# [Information given]
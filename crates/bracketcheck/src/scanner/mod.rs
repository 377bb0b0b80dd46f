//! Scanner: one forward pass over the input lines.
//!
//! Each character first updates the [`LexMode`]; only characters read in
//! [`LexMode::Code`] take part in bracket matching. Opening brackets are
//! pushed with their position. A closing bracket pops the stack when the top
//! is the same family and is reported otherwise, leaving the stack as it was.
//! [`Scanner::finish`] reports whatever is still open, innermost first.
//!
//! Invariants
//! - Reported closing brackets appear in scan order, before any unclosed
//!   opening bracket.
//! - Unclosed opening brackets appear in reverse order of opening.
//! - A line comment never survives the end of its line; a block comment,
//!   string or char literal does.
//! - Lookahead never crosses a line boundary.

mod mode;


use alloc::vec::Vec;
use core::mem;

pub use mode::LexMode;
use tracing::{debug, trace};

use crate::{Bracket, BracketToken, Diagnostic, DiagnosticKind, Position, ScanOptions};

/// Owns the state of one scan: the bracket stack, the lexical mode and the
/// diagnostics found so far.
///
/// Feed lines in order with [`feed_line`](Self::feed_line), then call
/// [`finish`](Self::finish), which consumes the scanner. A scanner is never
/// reused, so repeated scans of the same input give the same result.
///
/// ```rust
/// use bracketcheck::{Scanner, ScanOptions};
///
/// let mut scanner = Scanner::new(ScanOptions::default());
/// scanner.feed_line("/* (");
/// scanner.feed_line("*/ f(x);");
/// assert!(scanner.finish().is_empty());
/// ```
#[derive(Debug, Clone, Default)]
pub struct Scanner {
    options: ScanOptions,
    mode: LexMode,
    /// Where the current string, char literal or comment began.
    mode_start: Option<Position>,
    stack: Vec<BracketToken>,
    diagnostics: Vec<Diagnostic>,
    /// Lines fed so far; also the 1-based number of the current line.
    line: usize,
    /// Characters fed so far, counting one per line terminator.
    offset: usize,
    chars: Vec<char>,
}

impl Scanner {
    /// Creates a scanner positioned before the first line.
    #[must_use]
    pub fn new(options: ScanOptions) -> Self {
        Self {
            options,
            ..Self::default()
        }
    }

    /// Scans one line. `line` must not contain its terminator; a `\n` is
    /// assumed after it.
    pub fn feed_line(&mut self, line: &str) {
        self.line += 1;

        let mut chars = mem::take(&mut self.chars);
        chars.clear();
        chars.extend(line.chars());

        let mut cursor = 0;
        while cursor < chars.len() {
            let ch = chars[cursor];
            let position = Position::new(self.line, cursor + 1, self.offset + cursor);
            let step = self.mode.step(ch, chars.get(cursor + 1).copied());

            if step.mode != self.mode {
                self.mode_start = (!step.mode.is_code()).then_some(position);
                self.mode = step.mode;
            }
            cursor += step.consumed;

            if step.consumed == 1 && self.mode.is_code() {
                self.classify(ch, position);
            }
        }

        self.offset += chars.len() + 1;
        self.chars = chars;

        let mode = self.mode.end_of_line();
        if mode != self.mode {
            self.mode = mode;
            self.mode_start = None;
        }
    }

    fn classify(&mut self, ch: char, position: Position) {
        if let Some(bracket) = Bracket::from_open(ch) {
            self.stack.push(BracketToken { bracket, position });
        } else if let Some(bracket) = Bracket::from_close(ch) {
            if self.stack.last().is_some_and(|top| top.bracket == bracket) {
                self.stack.pop();
            } else {
                trace!(%position, ?bracket, "unexpected closing bracket");
                self.diagnostics.push(Diagnostic::new(
                    DiagnosticKind::UnexpectedClose(bracket),
                    position,
                ));
            }
        }
    }

    /// Current lexical mode.
    #[must_use]
    pub fn mode(&self) -> LexMode {
        self.mode
    }

    /// Opening brackets not yet matched, outermost first.
    #[must_use]
    pub fn open_brackets(&self) -> &[BracketToken] {
        &self.stack
    }

    /// Finishes the scan and returns every diagnostic.
    ///
    /// Brackets still open are appended innermost first, after the closing
    /// bracket diagnostics collected while scanning. With
    /// [`ScanOptions::report_unterminated`], input ending inside a string,
    /// char literal or block comment adds one more diagnostic at its start.
    #[must_use]
    pub fn finish(self) -> Vec<Diagnostic> {
        let Self {
            options,
            mode,
            mode_start,
            stack,
            mut diagnostics,
            line,
            ..
        } = self;

        let unexpected = diagnostics.len();
        diagnostics.extend(
            stack
                .into_iter()
                .rev()
                .map(|open| {
                    Diagnostic::new(DiagnosticKind::Unclosed(open.bracket), open.position)
                }),
        );

        if let Some(construct) = mode.unterminated() {
            trace!(
                ?construct,
                report = options.report_unterminated,
                "input ended inside construct"
            );
            if let Some(start) = mode_start.filter(|_| options.report_unterminated) {
                diagnostics.push(Diagnostic::new(
                    DiagnosticKind::Unterminated(construct),
                    start,
                ));
            }
        }

        debug!(
            lines = line,
            unexpected,
            total = diagnostics.len(),
            "scan finished"
        );
        diagnostics
    }
}

/// Scans `lines` with default options.
///
/// Each item is one line without its terminator. Never fails; an empty result
/// means every bracket is matched.
#[must_use]
pub fn scan<I>(lines: I) -> Vec<Diagnostic>
where
    I: IntoIterator,
    I::Item: AsRef<str>,
{
    scan_with(lines, ScanOptions::default())
}

/// Scans `lines` with `options`.
#[must_use]
pub fn scan_with<I>(lines: I, options: ScanOptions) -> Vec<Diagnostic>
where
    I: IntoIterator,
    I::Item: AsRef<str>,
{
    let mut scanner = Scanner::new(options);
    for line in lines {
        scanner.feed_line(line.as_ref());
    }
    scanner.finish()
}

/// Splits `text` on `\n` and scans the pieces with default options.
///
/// A `\r` before the `\n` stays part of the line, as any other character.
#[must_use]
pub fn scan_str(text: &str) -> Vec<Diagnostic> {
    scan(text.split('\n'))
}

# [Problem]
The response must contain every entry, each one identical to the original.

# [Output for this task]
filename crates/bracketcheck/src/scanner/mod.rs
repository 377bb0b0b80dd46f
//! Scanner: one forward pass over the input lines.
//!
//! Each character first updates the [`LexMode`]; only characters read in
//! [`LexMode::Code`] take part in bracket matching. Opening brackets are
//! pushed with their position. A closing bracket pops the stack when the top
//! is the same family and is reported otherwise, leaving the stack as it was.
//! [`Scanner::finish`] reports whatever is still open, innermost first.
//!
//! Invariants
//! - Reported closing brackets appear in scan order, before any unclosed
//!   opening bracket.
//! - Unclosed opening brackets appear in reverse order of opening.
//! - A line comment never survives the end of its line; a block comment,
//!   string or char literal does.
//! - Lookahead never crosses a line boundary.

mod mode;


use alloc::vec::Vec;
use core::mem;

pub use mode::LexMode;
use tracing::{debug, trace};

use crate::{Bracket, BracketToken, Diagnostic, DiagnosticKind, Position, ScanOptions};

/// Owns the state of one scan: the bracket stack, the lexical mode and the
/// diagnostics found so far.
///
/// Feed lines in order with [`feed_line`](Self::feed_line), then call
/// [`finish`](Self::finish), which consumes the scanner. A scanner is never
/// reused, so repeated scans of the same input give the same result.
///
/// ```rust
/// use bracketcheck::{Scanner, ScanOptions};
///
/// let mut scanner = Scanner::new(ScanOptions::default());
/// scanner.feed_line("/* (");
/// scanner.feed_line("*/ f(x);");
/// assert!(scanner.finish().is_empty());
/// ```
#[derive(Debug, Clone, Default)]
pub struct Scanner {
    options: ScanOptions,
    mode: LexMode,
    /// Where the current string, char literal or comment began.
    mode_start: Option<Position>,
    stack: Vec<BracketToken>,
    diagnostics: Vec<Diagnostic>,
    /// Lines fed so far; also the 1-based number of the current line.
    line: usize,
    /// Characters fed so far, counting one per line terminator.
    offset: usize,
    chars: Vec<char>,
}

impl Scanner {
    /// Creates a scanner positioned before the first line.
    #[must_use]
    pub fn new(options: ScanOptions) -> Self {
        Self {
            options,
            ..Self::default()
        }
    }

    /// Scans one line. `line` must not contain its terminator; a `\n` is
    /// assumed after it.
    pub fn feed_line(&mut self, line: &str) {
        self.line += 1;

        let mut chars = mem::take(&mut self.chars);
        chars.clear();
        chars.extend(line.chars());

        let mut cursor = 0;
        while cursor < chars.len() {
            let ch = chars[cursor];
            let position = Position::new(self.line, cursor + 1, self.offset + cursor);
            let step = self.mode.step(ch, chars.get(cursor + 1).copied());

            if step.mode != self.mode {
                self.mode_start = (!step.mode.is_code()).then_some(position);
                self.mode = step.mode;
            }
            cursor += step.consumed;

            if step.consumed == 1 && self.mode.is_code() {
                self.classify(ch, position);
            }
        }

        self.offset += chars.len() + 1;
        self.chars = chars;

        let mode = self.mode.end_of_line();
        if mode != self.mode {
            self.mode = mode;
            self.mode_start = None;
        }
    }

    fn classify(&mut self, ch: char, position: Position) {
        if let Some(bracket) = Bracket::from_open(ch) {
            self.stack.push(BracketToken { bracket, position });
        } else if let Some(bracket) = Bracket::from_close(ch) {
            if self.stack.last().is_some_and(|top| top.bracket == bracket) {
                self.stack.pop();
            } else {
                trace!(%position, ?bracket, "unexpected closing bracket");
                self.diagnostics.push(Diagnostic::new(
                    DiagnosticKind::UnexpectedClose(bracket),
                    position,
                ));
            }
        }
    }

    /// Current lexical mode.
    #[must_use]
    pub fn mode(&self) -> LexMode {
        self.mode
    }

    /// Opening brackets not yet matched, outermost first.
    #[must_use]
    pub fn open_brackets(&self) -> &[BracketToken] {
        &self.stack
    }

    /// Finishes the scan and returns every diagnostic.
    ///
    /// Brackets still open are appended innermost first, after the closing
    /// bracket diagnostics collected while scanning. With
    /// [`ScanOptions::report_unterminated`], input ending inside a string,
    /// char literal or block comment adds one more diagnostic at its start.
    #[must_use]
    pub fn finish(self) -> Vec<Diagnostic> {
        let Self {
            options,
            mode,
            mode_start,
            stack,
            mut diagnostics,
            line,
            ..
        } = self;

        let unexpected = diagnostics.len();
        diagnostics.extend(
            stack
                .into_iter()
                .rev()
                .map(|open| {
                    Diagnostic::new(DiagnosticKind::Unclosed(open.bracket), open.position)
                }),
        );

        if let Some(construct) = mode.unterminated() {
            trace!(
                ?construct,
                report = options.report_unterminated,
                "input ended inside construct"
            );
            if let Some(start) = mode_start.filter(|_| options.report_unterminated) {
                diagnostics.push(Diagnostic::new(
                    DiagnosticKind::Unterminated(construct),
                    start,
                ));
            }
        }

        debug!(
            lines = line,
            unexpected,
            total = diagnostics.len(),
            "scan finished"
        );
        diagnostics
    }
}

/// Scans `lines` with default options.
///
/// Each item is one line without its terminator. Never fails; an empty result
/// means every bracket is matched.
#[must_use]
pub fn scan<I>(lines: I) -> Vec<Diagnostic>
where
    I: IntoIterator,
    I::Item: AsRef<str>,
{
    scan_with(lines, ScanOptions::default())
}

/// Scans `lines` with `options`.
#[must_use]
pub fn scan_with<I>(lines: I, options: ScanOptions) -> Vec<Diagnostic>
where
    I: IntoIterator,
    I::Item: AsRef<str>,
{
    let mut scanner = Scanner::new(options);
    for line in lines {
        scanner.feed_line(line.as_ref());
    }
    scanner.finish()
}

/// Splits `text` on `\n` and scans the pieces with default options.
///
/// A `\r` before the `\n` stays part of the line, as any other character.
#[must_use]
pub fn scan_str(text: &str) -> Vec<Diagnostic> {
    scan(text.split('\n'))
}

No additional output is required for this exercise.